Saved entries:
== Segment start ==
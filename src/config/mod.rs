// Configuration module
// Public interface for configuration loading

mod loader;
mod settings;

pub use loader::{load_config, load_config_from};
pub use settings::{mindguard_dir, Config, SessionConfig, TrainingConfig};
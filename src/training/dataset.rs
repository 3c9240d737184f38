// Labeled statement dataset

use rand::rngs::StdRng;
use rand::seq::SliceRandom;
use rand::SeedableRng;
use sha2::{Digest, Sha256};
use std::collections::BTreeMap;
use std::fs;
use std::path::Path;

use crate::errors::ModelError;
use crate::models::StateLabel;
use crate::text::normalize;

const STATEMENT_COLUMN: &str = "statement";
const STATUS_COLUMN: &str = "status";

/// One training row, text already normalized
#[derive(Debug, Clone, PartialEq)]
pub struct LabeledStatement {
    pub text: String,
    pub label: StateLabel,
}

#[derive(Debug, Clone, Default)]
pub struct TrainingDataset {
    pub samples: Vec<LabeledStatement>,
    /// Rows dropped for a missing field, unknown label or empty text
    pub dropped: usize,
    pub sha256: Option<String>,
}

impl TrainingDataset {
    /// Build from raw (statement, status) pairs
    ///
    /// Keeps rows whose status is one of the five labels and whose
    /// statement is non-empty after normalization.
    pub fn from_rows<I>(rows: I) -> Self
    where
        I: IntoIterator<Item = (Option<String>, Option<String>)>,
    {
        let mut dataset = Self::default();

        for (statement, status) in rows {
            let (Some(statement), Some(status)) = (statement, status) else {
                dataset.dropped += 1;
                continue;
            };
            let Ok(label) = status.parse::<StateLabel>() else {
                dataset.dropped += 1;
                continue;
            };
            let text = normalize(&statement);
            if text.is_empty() {
                dataset.dropped += 1;
                continue;
            }
            dataset.samples.push(LabeledStatement { text, label });
        }

        dataset
    }

    /// Load a CSV with `statement` and `status` columns
    pub fn load_csv(path: &Path) -> Result<Self, ModelError> {
        let bytes = fs::read(path)?;
        let digest = format!("{:x}", Sha256::digest(&bytes));

        let mut reader = csv::ReaderBuilder::new()
            .flexible(true)
            .from_reader(bytes.as_slice());
        let headers = reader.headers()?.clone();

        let column = |name: &str| {
            headers
                .iter()
                .position(|h| h.trim() == name)
                .ok_or_else(|| ModelError::MissingColumn(name.to_string()))
        };
        let statement_idx = column(STATEMENT_COLUMN)?;
        let status_idx = column(STATUS_COLUMN)?;

        let mut rows = Vec::new();
        for record in reader.records() {
            let record = record?;
            let field = |idx: usize| {
                record
                    .get(idx)
                    .filter(|v| !v.trim().is_empty())
                    .map(str::to_string)
            };
            rows.push((field(statement_idx), field(status_idx)));
        }

        let mut dataset = Self::from_rows(rows);
        dataset.sha256 = Some(digest);

        tracing::info!(
            path = %path.display(),
            samples = dataset.samples.len(),
            dropped = dataset.dropped,
            "Loaded training dataset"
        );
        for (label, count) in dataset.label_counts() {
            tracing::debug!(label = %label, count, "Label distribution");
        }

        Ok(dataset)
    }

    pub fn len(&self) -> usize {
        self.samples.len()
    }

    pub fn is_empty(&self) -> bool {
        self.samples.is_empty()
    }

    pub fn label_counts(&self) -> BTreeMap<StateLabel, usize> {
        let mut counts = BTreeMap::new();
        for sample in &self.samples {
            *counts.entry(sample.label).or_insert(0) += 1;
        }
        counts
    }

    /// Seeded stratified split into (train, test) sample indices
    ///
    /// Each label contributes `round(count * test_fraction)` samples to the
    /// test side, always leaving at least one for training.
    pub fn stratified_split(&self, test_fraction: f64, seed: u64) -> (Vec<usize>, Vec<usize>) {
        let mut by_label: BTreeMap<StateLabel, Vec<usize>> = BTreeMap::new();
        for (index, sample) in self.samples.iter().enumerate() {
            by_label.entry(sample.label).or_default().push(index);
        }

        let mut rng = StdRng::seed_from_u64(seed);
        let mut train = Vec::new();
        let mut test = Vec::new();

        for (_, mut indices) in by_label {
            indices.shuffle(&mut rng);
            let wanted = (indices.len() as f64 * test_fraction.clamp(0.0, 1.0)).round() as usize;
            let n_test = wanted.min(indices.len().saturating_sub(1));
            test.extend_from_slice(&indices[..n_test]);
            train.extend_from_slice(&indices[n_test..]);
        }

        train.sort_unstable();
        test.sort_unstable();
        (train, test)
    }
}

#[cfg(test)]
mod tests {
    use super::*;
    use tempfile::NamedTempFile;

    fn row(statement: &str, status: &str) -> (Option<String>, Option<String>) {
        (Some(statement.to_string()), Some(status.to_string()))
    }

    #[test]
    fn test_filters_rows() {
        let dataset = TrainingDataset::from_rows(vec![
            row("I feel great today!", "Normal"),
            row("12345 ###", "Normal"),
            row("work is stressful", "Stress"),
            (None, Some("Anxiety".to_string())),
            (Some("so alone".to_string()), None),
            row("Everything is Hopeless", "Depression"),
        ]);

        assert_eq!(dataset.len(), 2);
        assert_eq!(dataset.dropped, 4);
        assert_eq!(dataset.samples[0].text, "i feel great today!");
        assert_eq!(dataset.samples[1].label, StateLabel::Depression);
    }

    #[test]
    fn test_load_csv_with_index_column() {
        let file = NamedTempFile::new().unwrap();
        fs::write(
            file.path(),
            ",statement,status\n\
             0,\"I can't stop worrying, my heart races\",Anxiety\n\
             1,,Normal\n\
             2,Just a regular day,Normal\n",
        )
        .unwrap();

        let dataset = TrainingDataset::load_csv(file.path()).unwrap();
        assert_eq!(dataset.len(), 2);
        assert_eq!(dataset.dropped, 1);
        assert_eq!(dataset.sha256.as_ref().map(|s| s.len()), Some(64));
        assert_eq!(dataset.samples[0].text, "i cant stop worrying, my heart races");
    }

    #[test]
    fn test_load_csv_missing_column() {
        let file = NamedTempFile::new().unwrap();
        fs::write(file.path(), "text,label\nhello,Normal\n").unwrap();
        assert!(matches!(
            TrainingDataset::load_csv(file.path()),
            Err(ModelError::MissingColumn(_))
        ));
    }

    #[test]
    fn test_stratified_split_keeps_proportions() {
        let mut rows = Vec::new();
        for i in 0..10 {
            rows.push(row(&format!("normal sample {}", "x".repeat(i + 1)), "Normal"));
        }
        for i in 0..5 {
            rows.push(row(&format!("anxious sample {}", "y".repeat(i + 1)), "Anxiety"));
        }
        rows.push(row("lonely single", "Bipolar"));
        let dataset = TrainingDataset::from_rows(rows);

        let (train, test) = dataset.stratified_split(0.2, 42);
        assert_eq!(train.len() + test.len(), dataset.len());

        let test_labels: Vec<StateLabel> = test.iter().map(|&i| dataset.samples[i].label).collect();
        assert_eq!(test_labels.iter().filter(|l| **l == StateLabel::Normal).count(), 2);
        assert_eq!(test_labels.iter().filter(|l| **l == StateLabel::Anxiety).count(), 1);
        // A single-sample label stays on the training side
        assert!(!test_labels.contains(&StateLabel::Bipolar));

        assert_eq!(dataset.stratified_split(0.2, 42), (train, test));
    }
}
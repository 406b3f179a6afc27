//! Tests for the atomic bitmap.

use crate::bitmap::AtomicBitmap;
use std::sync::Arc;
use std::thread;

#[test]
fn test_set_returns_previous() {
  let bitmap = AtomicBitmap::new(100);
  assert!(!bitmap.set(65));
  assert!(bitmap.set(65));
  assert!(bitmap.test(65));
  assert!(bitmap.clear(65));
  assert!(!bitmap.clear(65));
  assert!(!bitmap.test(65));
}

#[test]
fn test_out_of_range_is_noop() {
  let bitmap = AtomicBitmap::new(3);
  assert!(!bitmap.set(3));
  assert!(!bitmap.test(3));
  assert_eq!(bitmap.count(), 0);
}

#[test]
fn test_all_and_any() {
  let bitmap = AtomicBitmap::new(70);
  assert!(!bitmap.any());
  assert!(!bitmap.all());
  bitmap.set_all();
  assert!(bitmap.all());
  assert_eq!(bitmap.count(), 70);
  assert!(AtomicBitmap::new(0).all());
}

#[test]
fn test_concurrent_set_claims_each_bit_once() {
  let bitmap = Arc::new(AtomicBitmap::new(128));
  let handles: Vec<_> = (0..4)
    .map(|_| {
      let bitmap = Arc::clone(&bitmap);
      thread::spawn(move || (0..128).filter(|&index| !bitmap.set(index)).count())
    })
    .collect();
  let claimed: usize = handles.into_iter().map(|h| h.join().unwrap()).sum();
  assert_eq!(claimed, 128);
  assert!(bitmap.all());
}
== Segment end ==
THE TASK: Only a number is wanted here: the count of lines in the data that include the word "Depression".

TASK ANSWER: 2